[[ LISTED ENTRIES, beginning ]]

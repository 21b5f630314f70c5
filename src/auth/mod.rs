// SPDX-License-Identifier: AGPL-3.0-or-later
//
// Copyright (C) 2026 Relational Network

//! # Authentication Module
//!
//! Identity gate for the Coursify API: credential storage, session tokens
//! and role checks.
//!
//! ## Auth Flow
//!
//! 1. Client registers (`POST /register`) and logs in (`POST /login`)
//! 2. Server answers with an HS256 access token (15 min) and a refresh
//!    token (7 days)
//! 3. Client sends `Authorization: Bearer <access token>`
//! 4. The `Auth` extractor verifies signature, expiry and token kind, then
//!    exposes:
//!    - `sub` → `user_id`
//!    - `role` → `Role`
//!
//! ## Security
//!
//! - Passwords are stored as salted PBKDF2-HMAC-SHA256 hashes
//! - Login is rate-limited per client IP
//! - Refresh and reset tokens are never accepted as bearer credentials
//! - Clock skew tolerance is 60 seconds

pub mod claims;
pub mod error;
pub mod extractor;
pub mod identity;
pub mod password;
pub mod rate_limit;
pub mod roles;
pub mod tokens;

pub use claims::{AuthenticatedUser, SessionClaims, TokenKind};
pub use error::AuthError;
pub use extractor::{Auth, ClientIp, CourseAuthor};
pub use identity::{IdentityGate, Registration};
pub use rate_limit::LoginRateLimiter;
pub use roles::Role;
pub use tokens::{TokenPair, TokenService};
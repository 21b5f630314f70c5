// SPDX-License-Identifier: AGPL-3.0-or-later
//
// Copyright (C) 2026 Relational Network

//! Authentication errors.

use axum::{
    http::{header::RETRY_AFTER, StatusCode},
    response::{IntoResponse, Response},
    Json,
};
use serde::Serialize;

use crate::error::{ApiError, CourseError};

/// Authentication error type.
#[derive(Debug)]
pub enum AuthError {
    /// No authorization header present
    MissingAuthHeader,
    /// Invalid authorization header format
    InvalidAuthHeader,
    /// Token is malformed
    MalformedToken,
    /// Token signature is invalid
    InvalidSignature,
    /// Token has expired
    TokenExpired,
    /// Token kind does not match its use (e.g. refresh token as bearer)
    WrongTokenKind,
    /// Reset token was already used or the password changed since
    StaleResetToken,
    /// Unknown email or wrong password
    InvalidCredentials,
    /// Too many login attempts from this client
    RateLimited { retry_after_secs: u64 },
    /// Insufficient permissions
    InsufficientPermissions,
    /// Internal error
    InternalError(String),
}

#[derive(Serialize)]
struct AuthErrorBody {
    message: String,
    error_code: String,
}

impl AuthError {
    /// Get the error code for this error.
    pub fn error_code(&self) -> &'static str {
        match self {
            AuthError::MissingAuthHeader => "missing_auth_header",
            AuthError::InvalidAuthHeader => "invalid_auth_header",
            AuthError::MalformedToken => "malformed_token",
            AuthError::InvalidSignature => "invalid_signature",
            AuthError::TokenExpired => "token_expired",
            AuthError::WrongTokenKind => "wrong_token_kind",
            AuthError::StaleResetToken => "stale_reset_token",
            AuthError::InvalidCredentials => "invalid_credentials",
            AuthError::RateLimited { .. } => "rate_limited",
            AuthError::InsufficientPermissions => "insufficient_permissions",
            AuthError::InternalError(_) => "internal_error",
        }
    }

    /// Get the HTTP status code for this error.
    pub fn status_code(&self) -> StatusCode {
        match self {
            AuthError::MissingAuthHeader
            | AuthError::InvalidAuthHeader
            | AuthError::MalformedToken
            | AuthError::InvalidSignature
            | AuthError::TokenExpired
            | AuthError::WrongTokenKind
            | AuthError::StaleResetToken
            | AuthError::InvalidCredentials => StatusCode::UNAUTHORIZED,
            AuthError::RateLimited { .. } => StatusCode::TOO_MANY_REQUESTS,
            AuthError::InsufficientPermissions => StatusCode::FORBIDDEN,
            AuthError::InternalError(_) => StatusCode::INTERNAL_SERVER_ERROR,
        }
    }
}

impl std::fmt::Display for AuthError {
    fn fmt(&self, f: &mut std::fmt::Formatter<'_>) -> std::fmt::Result {
        match self {
            AuthError::MissingAuthHeader => write!(f, "Authorization header is required"),
            AuthError::InvalidAuthHeader => {
                write!(f, "Invalid authorization header format (expected 'Bearer <token>')")
            }
            AuthError::MalformedToken => write!(f, "Token is malformed"),
            AuthError::InvalidSignature => write!(f, "Token signature is invalid"),
            AuthError::TokenExpired => write!(f, "Token has expired"),
            AuthError::WrongTokenKind => write!(f, "Token cannot be used for this operation"),
            AuthError::StaleResetToken => write!(f, "Reset token is no longer valid"),
            AuthError::InvalidCredentials => write!(f, "Invalid email or password"),
            AuthError::RateLimited { .. } => {
                write!(f, "Too many login attempts, please try again later")
            }
            AuthError::InsufficientPermissions => {
                write!(f, "Insufficient permissions for this operation")
            }
            AuthError::InternalError(msg) => write!(f, "Internal authentication error: {msg}"),
        }
    }
}

impl std::error::Error for AuthError {}

impl IntoResponse for AuthError {
    fn into_response(self) -> Response {
        let status = self.status_code();
        let message = match &self {
            AuthError::InternalError(detail) => {
                tracing::error!(error = %detail, "Authentication failure");
                "Internal server error".to_string()
            }
            other => other.to_string(),
        };
        let body = Json(AuthErrorBody {
            message,
            error_code: self.error_code().to_string(),
        });

        if let AuthError::RateLimited { retry_after_secs } = self {
            return (status, [(RETRY_AFTER, retry_after_secs.to_string())], body).into_response();
        }
        (status, body).into_response()
    }
}

impl From<AuthError> for ApiError {
    fn from(err: AuthError) -> Self {
        match err {
            AuthError::InternalError(detail) => {
                tracing::error!(error = %detail, "Authentication failure");
                ApiError::internal()
            }
            other => ApiError::new(other.status_code(), other.to_string()),
        }
    }
}

impl From<AuthError> for CourseError {
    fn from(err: AuthError) -> Self {
        match err {
            AuthError::InternalError(detail) => CourseError::Internal(detail),
            AuthError::InsufficientPermissions => {
                CourseError::Forbidden(AuthError::InsufficientPermissions.to_string())
            }
            other => CourseError::Unauthorized(other.to_string()),
        }
    }
}

#[cfg(test)]
mod tests {
    use super::*;
    use axum::body::to_bytes;

    #[tokio::test]
    async fn missing_auth_returns_401() {
        let response = AuthError::MissingAuthHeader.into_response();
        assert_eq!(response.status(), StatusCode::UNAUTHORIZED);

        let body_bytes = to_bytes(response.into_body(), usize::MAX).await.unwrap();
        let body: serde_json::Value = serde_json::from_slice(&body_bytes).unwrap();
        assert_eq!(body["error_code"], "missing_auth_header");
        assert_eq!(body["message"], "Authorization header is required");
    }

    #[tokio::test]
    async fn insufficient_permissions_returns_403() {
        let response = AuthError::InsufficientPermissions.into_response();
        assert_eq!(response.status(), StatusCode::FORBIDDEN);
    }

    #[tokio::test]
    async fn rate_limited_returns_429_with_retry_after() {
        let response = AuthError::RateLimited {
            retry_after_secs: 30,
        }
        .into_response();
        assert_eq!(response.status(), StatusCode::TOO_MANY_REQUESTS);
        assert_eq!(response.headers()[RETRY_AFTER], "30");
    }

    #[tokio::test]
    async fn internal_error_hides_detail() {
        let response = AuthError::InternalError("key store gone".into()).into_response();
        assert_eq!(response.status(), StatusCode::INTERNAL_SERVER_ERROR);

        let body_bytes = to_bytes(response.into_body(), usize::MAX).await.unwrap();
        let body: serde_json::Value = serde_json::from_slice(&body_bytes).unwrap();
        assert_eq!(body["message"], "Internal server error");
    }
}
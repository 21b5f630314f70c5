// SPDX-License-Identifier: AGPL-3.0-or-later
//
// Copyright (C) 2026 Relational Network

//! User repository.

use chrono::{DateTime, Utc};

use crate::auth::Role;

use super::super::database::{ReadScope, StoreResult, WriteScope, USERS};
use super::super::records::UserRecord;

/// Repository for user accounts.
pub struct UserRepository<'t, S> {
    scope: &'t S,
}

impl<'t, S: ReadScope> UserRepository<'t, S> {
    pub fn new(scope: &'t S) -> Self {
        Self { scope }
    }

    /// Get a user by ID.
    pub fn get(&self, user_id: u64) -> StoreResult<Option<UserRecord>> {
        self.scope.load(USERS, user_id)
    }

    /// Find a user by email (case-insensitive).
    pub fn find_by_email(&self, email: &str) -> StoreResult<Option<UserRecord>> {
        match self.scope.user_id_by_email(email)? {
            Some(user_id) => self.get(user_id),
            None => Ok(None),
        }
    }
}

impl<'t, S: WriteScope> UserRepository<'t, S> {
    /// Create a user. Returns `None` if the email is already registered.
    pub fn create(
        &self,
        email: &str,
        name: &str,
        password_hash: String,
        role: Role,
        now: DateTime<Utc>,
    ) -> StoreResult<Option<UserRecord>> {
        if self.scope.user_id_by_email(email)?.is_some() {
            return Ok(None);
        }

        let id = self.scope.next_id("users")?;
        if !self.scope.claim_email(email, id)? {
            return Ok(None);
        }

        let user = UserRecord {
            id,
            email: email.trim().to_lowercase(),
            name: name.trim().to_string(),
            password_hash,
            role,
            created_at: now,
        };
        self.scope.store(USERS, id, &user)?;
        Ok(Some(user))
    }

    /// Replace a user's credential hash.
    pub fn set_password_hash(&self, user: &UserRecord, password_hash: String) -> StoreResult<UserRecord> {
        let updated = UserRecord {
            password_hash,
            ..user.clone()
        };
        self.scope.store(USERS, updated.id, &updated)?;
        Ok(updated)
    }
}
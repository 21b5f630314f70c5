// SPDX-License-Identifier: AGPL-3.0-or-later
//
// Copyright (C) 2026 Relational Network

//! Coursify - Course Marketplace Backend
//!
//! Tracks per-lesson progress of course enrollments and keeps each course's
//! average review rating consistent with its reviews, on top of an embedded
//! ACID record store.
//!
//! ## Modules
//!
//! - `api` - HTTP API handlers (Axum)
//! - `auth` - Accounts, session tokens and role checks
//! - `catalog` - Course and lesson registry
//! - `enrollment` - Enrollments and progress tracking
//! - `rating` - Reviews and average rating aggregation
//! - `storage` - Record store (redb) and typed repositories

pub mod api;
pub mod auth;
pub mod catalog;
pub mod config;
pub mod enrollment;
pub mod error;
pub mod models;
pub mod rating;
pub mod state;
pub mod storage;
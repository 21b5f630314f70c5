// SPDX-License-Identifier: AGPL-3.0-or-later
//
// Copyright (C) 2026 Relational Network

//! Course review endpoints.

use axum::{
    extract::{Path, State},
    http::StatusCode,
    Json,
};

use super::extract::{ApiJson, ApiQuery};
use crate::{
    auth::Auth,
    error::ApiError,
    models::{CourseReviews, PageQuery, ReviewRequest, ReviewResponse, UserReviews},
    rating::RatingAggregator,
    state::AppState,
};

/// Review a course the caller is enrolled in.
#[utoipa::path(
    post,
    path = "/api/v1/courses/{course_id}/reviews",
    tag = "Reviews",
    security(("bearer_auth" = [])),
    params(("course_id" = u64, Path, description = "Course identifier")),
    request_body = ReviewRequest,
    responses(
        (status = 201, description = "Review created", body = ReviewResponse),
        (status = 400, description = "Rating missing or out of range"),
        (status = 403, description = "Caller is not enrolled"),
        (status = 404, description = "Course not found"),
        (status = 409, description = "Course already reviewed by caller")
    )
)]
pub async fn submit_review(
    Auth(user): Auth,
    Path(course_id): Path<u64>,
    State(state): State<AppState>,
    ApiJson(request): ApiJson<ReviewRequest>,
) -> Result<(StatusCode, Json<ReviewResponse>), ApiError> {
    let review = RatingAggregator::new(&state.db).submit_review(
        user.user_id,
        course_id,
        request.rating,
        request.comment,
    )?;
    Ok((StatusCode::CREATED, Json(review)))
}

#[utoipa::path(
    get,
    path = "/api/v1/courses/{course_id}/reviews",
    tag = "Reviews",
    params(
        ("course_id" = u64, Path, description = "Course identifier"),
        PageQuery
    ),
    responses(
        (status = 200, description = "Reviews with rating summary", body = CourseReviews),
        (status = 404, description = "Course not found")
    )
)]
pub async fn list_course_reviews(
    Path(course_id): Path<u64>,
    ApiQuery(page): ApiQuery<PageQuery>,
    State(state): State<AppState>,
) -> Result<Json<CourseReviews>, ApiError> {
    Ok(Json(
        RatingAggregator::new(&state.db).list_course_reviews(course_id, page)?,
    ))
}

#[utoipa::path(
    put,
    path = "/api/v1/reviews/{review_id}",
    tag = "Reviews",
    security(("bearer_auth" = [])),
    params(("review_id" = u64, Path, description = "Review identifier")),
    request_body = ReviewRequest,
    responses(
        (status = 200, description = "Review updated", body = ReviewResponse),
        (status = 400, description = "Rating missing or out of range"),
        (status = 404, description = "Review not found")
    )
)]
pub async fn edit_review(
    Auth(user): Auth,
    Path(review_id): Path<u64>,
    State(state): State<AppState>,
    ApiJson(request): ApiJson<ReviewRequest>,
) -> Result<Json<ReviewResponse>, ApiError> {
    let review = RatingAggregator::new(&state.db).edit_review(
        user.user_id,
        review_id,
        request.rating,
        request.comment,
    )?;
    Ok(Json(review))
}

#[utoipa::path(
    delete,
    path = "/api/v1/reviews/{review_id}",
    tag = "Reviews",
    security(("bearer_auth" = [])),
    params(("review_id" = u64, Path, description = "Review identifier")),
    responses(
        (status = 204, description = "Review deleted"),
        (status = 404, description = "Review not found")
    )
)]
pub async fn delete_review(
    Auth(user): Auth,
    Path(review_id): Path<u64>,
    State(state): State<AppState>,
) -> Result<StatusCode, ApiError> {
    RatingAggregator::new(&state.db).delete_review(user.user_id, review_id)?;
    Ok(StatusCode::NO_CONTENT)
}

/// The caller's own reviews, newest first.
#[utoipa::path(
    get,
    path = "/api/v1/user/reviews",
    tag = "Reviews",
    security(("bearer_auth" = [])),
    params(PageQuery),
    responses((status = 200, description = "Caller's reviews", body = UserReviews))
)]
pub async fn list_user_reviews(
    Auth(user): Auth,
    ApiQuery(page): ApiQuery<PageQuery>,
    State(state): State<AppState>,
) -> Result<Json<UserReviews>, ApiError> {
    Ok(Json(
        RatingAggregator::new(&state.db).list_user_reviews(user.user_id, page)?,
    ))
}
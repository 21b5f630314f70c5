// SPDX-License-Identifier: AGPL-3.0-or-later
//
// Copyright (C) 2026 Relational Network

//! Course joins shared by the registry, the enrollment engine and the
//! rating aggregator. All of them read through the caller's transaction.

use crate::error::{CourseError, CourseResult};
use crate::models::{CourseResponse, EnrolledCourse, LessonSummary, UserSummary};
use crate::storage::{CourseRecord, LessonRepository, ReadScope, UserRecord, UserRepository};

/// The instructor record of a course.
pub fn instructor_of<S: ReadScope>(scope: &S, course: &CourseRecord) -> CourseResult<UserRecord> {
    UserRepository::new(scope)
        .get(course.instructor_id)?
        .ok_or_else(|| {
            CourseError::Internal(format!(
                "course {} references missing instructor {}",
                course.id, course.instructor_id
            ))
        })
}

/// Course joined with its instructor summary.
pub fn course_response<S: ReadScope>(scope: &S, course: CourseRecord) -> CourseResult<CourseResponse> {
    let instructor = instructor_of(scope, &course)?;
    Ok(CourseResponse::new(course, UserSummary::from(&instructor)))
}

/// Course joined with its instructor and lesson outline.
pub fn enrolled_course<S: ReadScope>(scope: &S, course: CourseRecord) -> CourseResult<EnrolledCourse> {
    let lessons: Vec<LessonSummary> = LessonRepository::new(scope)
        .for_course(course.id)?
        .iter()
        .map(LessonSummary::from)
        .collect();

    Ok(EnrolledCourse {
        lesson_count: lessons.len() as u64,
        lessons,
        course: course_response(scope, course)?,
    })
}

[[ LISTED ENTRIES, end ]]

WORK TO BE COMPLETED -
Scan the records above for the word "RatingAggregator". Copy each line that has it.

EXERCISE OUTPUT -
    rating::RatingAggregator,
    let review = RatingAggregator::new(&state.db).submit_review(
        RatingAggregator::new(&state.db).list_course_reviews(course_id, page)?,
    let review = RatingAggregator::new(&state.db).edit_review(
    RatingAggregator::new(&state.db).delete_review(user.user_id, review_id)?;
        RatingAggregator::new(&state.db).list_user_reviews(user.user_id, page)?,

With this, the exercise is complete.